Cryptocurrency
Bitcoin's $126,198 All-Time High Still Stands as Analysts Split on 2026 Direction
Bitcoin's price action in 2026 has produced two coherent investment narratives, both with serious advocates. The bullish case sees a new all-time high before year-end, propelled by a crypto-friendly Trump administration, sustained Wall Street institutional adoption, and the cyclical aftermath of the April 2024 halving. The bearish case sees one more meaningful leg lower before any sustained recovery. As of early 2026, both views are alive, and Bitcoin is roughly 25% off its peak.
The current setup
Bitcoin reached $126,198.07 on 6 October 2025 — the current all-time high, and the cleanest expression yet of the institutional-adoption thesis that began with the spot-ETF approvals in January 2024. By early 2026, BTC was trading around $93,750, down 25.6% from the peak. That kind of drawdown is unremarkable in Bitcoin's history; what makes 2026 different is the macro context.
The bull case
Several analysts argue the next ATH is coming by late 2026, with price targets clustered between $150,000 and $160,000 if the trend resumes.
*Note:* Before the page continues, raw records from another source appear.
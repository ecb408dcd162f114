use yew::prelude::*;

use crate::components::page_banner::PageBanner;
use crate::components::reveal::{Motion, Reveal};
use crate::components::scroll_top::use_scroll_to_top;
use crate::config;
use crate::content::CORE_VALUES;

const STATS: [(&str, &str); 3] = [
    ("10+", "Years Experience"),
    ("500+", "Clients Served"),
    ("25+", "Team Members"),
];

const CREDENTIALS: [&str; 3] = ["CPA(K)", "ACCA", "Tax Expert"];

#[function_component(About)]
pub fn about() -> Html {
    use_scroll_to_top();

    html! {
        <main class="about-page">
            <PageBanner
                eyebrow="About Us"
                title="Building Trust Through Excellence"
                subtitle={format!("For over a decade, {} has been the trusted financial partner for businesses across Kenya and East Africa.", config::COMPANY_NAME)}
            />

            <section class="section-padding story-section">
                <div class="container-custom two-column">
                    <Reveal motion={Motion::FadeLeft} start={0.70} class="story-image">
                        <div class="story-backdrop"></div>
                        <div class="image-card">
                            <img src="/about-image.jpg" alt="Our team at work" />
                        </div>
                    </Reveal>

                    <Reveal motion={Motion::FadeRight} start={0.70} class="story-content">
                        <span class="pre-title">{"Our Story"}</span>
                        <h2>{"A Legacy of Financial Excellence"}</h2>
                        <div class="story-text">
                            <p>{"Founded in 2014, Bookright Limited emerged from a vision to provide world-class financial services tailored to the unique needs of Kenyan businesses. What started as a small audit firm has grown into a comprehensive financial services provider."}</p>
                            <p>{"Our journey has been marked by continuous growth, learning, and an unwavering commitment to our clients' success. Today, we serve over 500 clients across various industries, from startups to established enterprises."}</p>
                            <p>{"Led by CPA Dingili Calvince, our team of certified professionals brings together decades of combined experience in audit, tax, accounting, and business consulting."}</p>
                        </div>
                        <div class="story-stats">
                            { for STATS.iter().map(|(value, label)| html! {
                                <div>
                                    <p class="stat-value">{*value}</p>
                                    <p class="stat-label">{*label}</p>
                                </div>
                            }) }
                        </div>
                    </Reveal>
                </div>
            </section>

            <section class="section-padding tinted">
                <div class="container-custom mission-grid">
                    <div class="mission-card">
                        <div class="mission-icon blue">{"🎯"}</div>
                        <h3>{"Our Mission"}</h3>
                        <p>{"To empower businesses with accurate financial insights, strategic guidance, and compliant practices that drive sustainable growth. We are committed to delivering excellence through integrity, professionalism, and a deep understanding of our clients' needs."}</p>
                    </div>
                    <div class="mission-card">
                        <div class="mission-icon yellow">{"👁"}</div>
                        <h3>{"Our Vision"}</h3>
                        <p>{"To be the most trusted financial partner for businesses across East Africa, recognized for our excellence, integrity, and commitment to client success. We aim to set the standard for professional financial services in the region."}</p>
                    </div>
                </div>
            </section>

            <section class="section-padding">
                <div class="container-custom">
                    <div class="section-header">
                        <span class="pre-title">{"Our Principles"}</span>
                        <h2>{"Core Values"}</h2>
                        <p>{"These principles guide everything we do, from client interactions to internal operations."}</p>
                    </div>
                    <div class="values-grid">
                        { for CORE_VALUES.iter().enumerate().map(|(i, value)| html! {
                            <Reveal motion={Motion::ScaleIn} delay_ms={i as u32 * 100}>
                                <div class="value-card">
                                    <div class="value-icon">{value.glyph}</div>
                                    <h4>{value.title}</h4>
                                    <p>{value.description}</p>
                                </div>
                            </Reveal>
                        }) }
                    </div>
                </div>
            </section>

            <section class="section-padding tinted team-section">
                <div class="container-custom">
                    <div class="section-header">
                        <span class="pre-title">{"Leadership"}</span>
                        <h2>{"Meet Our Senior Consultant"}</h2>
                    </div>
                    <Reveal start={0.70} class="team-card">
                        <div class="team-portrait">
                            <img src="/hero-image.jpg" alt="CPA Dingili Calvince" />
                        </div>
                        <div class="team-bio">
                            <h3>{"CPA Dingili Calvince"}</h3>
                            <p class="team-role">{"Senior Consultant & Founder"}</p>
                            <p>{"CPA Dingili is a seasoned financial expert with over 15 years of experience in audit, tax advisory, and business consulting. He holds certifications from leading professional bodies and has advised numerous organizations across East Africa."}</p>
                            <p>{"His expertise spans statutory audits, tax planning, financial management, and business advisory services. Under his leadership, Bookright has grown to become a trusted name in Kenya's financial services sector."}</p>
                            <p>{"Calvince is passionate about helping businesses achieve their full potential through sound financial practices and strategic guidance."}</p>
                            <div class="credentials">
                                { for CREDENTIALS.iter().map(|c| html! { <span class="credential">{*c}</span> }) }
                            </div>
                        </div>
                    </Reveal>
                </div>
            </section>
        </main>
    }
}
The supporting arguments: a US administration that has explicitly positioned itself as crypto-friendly, including via the strategic Bitcoin reserve framework that has been quietly built out over the past 12 months; continued institutional flow into spot ETFs (BlackRock's IBIT alone holds over a million coins by some estimates); and the post-halving supply dynamics that have historically taken 12-18 months to feed through into price after each previous halving.
The bear case
Michael Terpin — the early Bitcoin investor known in the industry as the "Crypto Godfather" — has argued publicly that BTC has not bottomed and predicts a low near $57,000 in October 2026, with no new ATH this year. The supporting view: the global liquidity environment is tighter than it appears; the institutional bid has front-loaded, not deepened; and the October 2025 ATH was a peak rather than a base. Other bearish analysts cite the Fed's higher-for-longer rate path and the absence of obvious fresh catalysts.
The structural picture
What both camps agree on is that the institutional embedding of Bitcoin in 2025-2026 is structurally different from previous cycles. Spot ETF flows, custody infrastructure, regulated derivatives, and corporate balance-sheet adoption (mostly led by MicroStrategy/Strategy and a small number of imitators) have produced a market that does not trade purely on retail flows anymore. That changes both the floor and the ceiling: bigger drawdowns become less likely without a macro shock, but mania-driven peaks also become harder to engineer.
Where Luxembourg fits
Luxembourg's CSSF in early 2026 allowed UCITS funds up to 10% of NAV in indirect crypto exposure, and Coinbase chose Luxembourg as its EU MiCA hub. Whether 2026 brings a new high or another leg lower, the regulated infrastructure for European Bitcoin investment has clearly arrived — making the country one of several jurisdictions that benefit from sustained crypto activity regardless of price direction.
The 12-month question
One of the bull and bear views will be vindicated by the end of 2026. The other will not. The honest answer for now is that the case for either is not yet decisive — and Bitcoin's market structure means the resolution, when it comes, will be quick.
Frequently asked
- When did Bitcoin set its all-time high?
- On 6 October 2025, at $126,198.07.
- What is the bullish 2026 target?
- $150,000-$160,000 by late 2026, according to analysts citing post-halving dynamics and institutional flows.
- What is the bearish view?
- Bitcoin pioneer Michael Terpin sees a low near $57,000 in October 2026 and no new all-time high this year.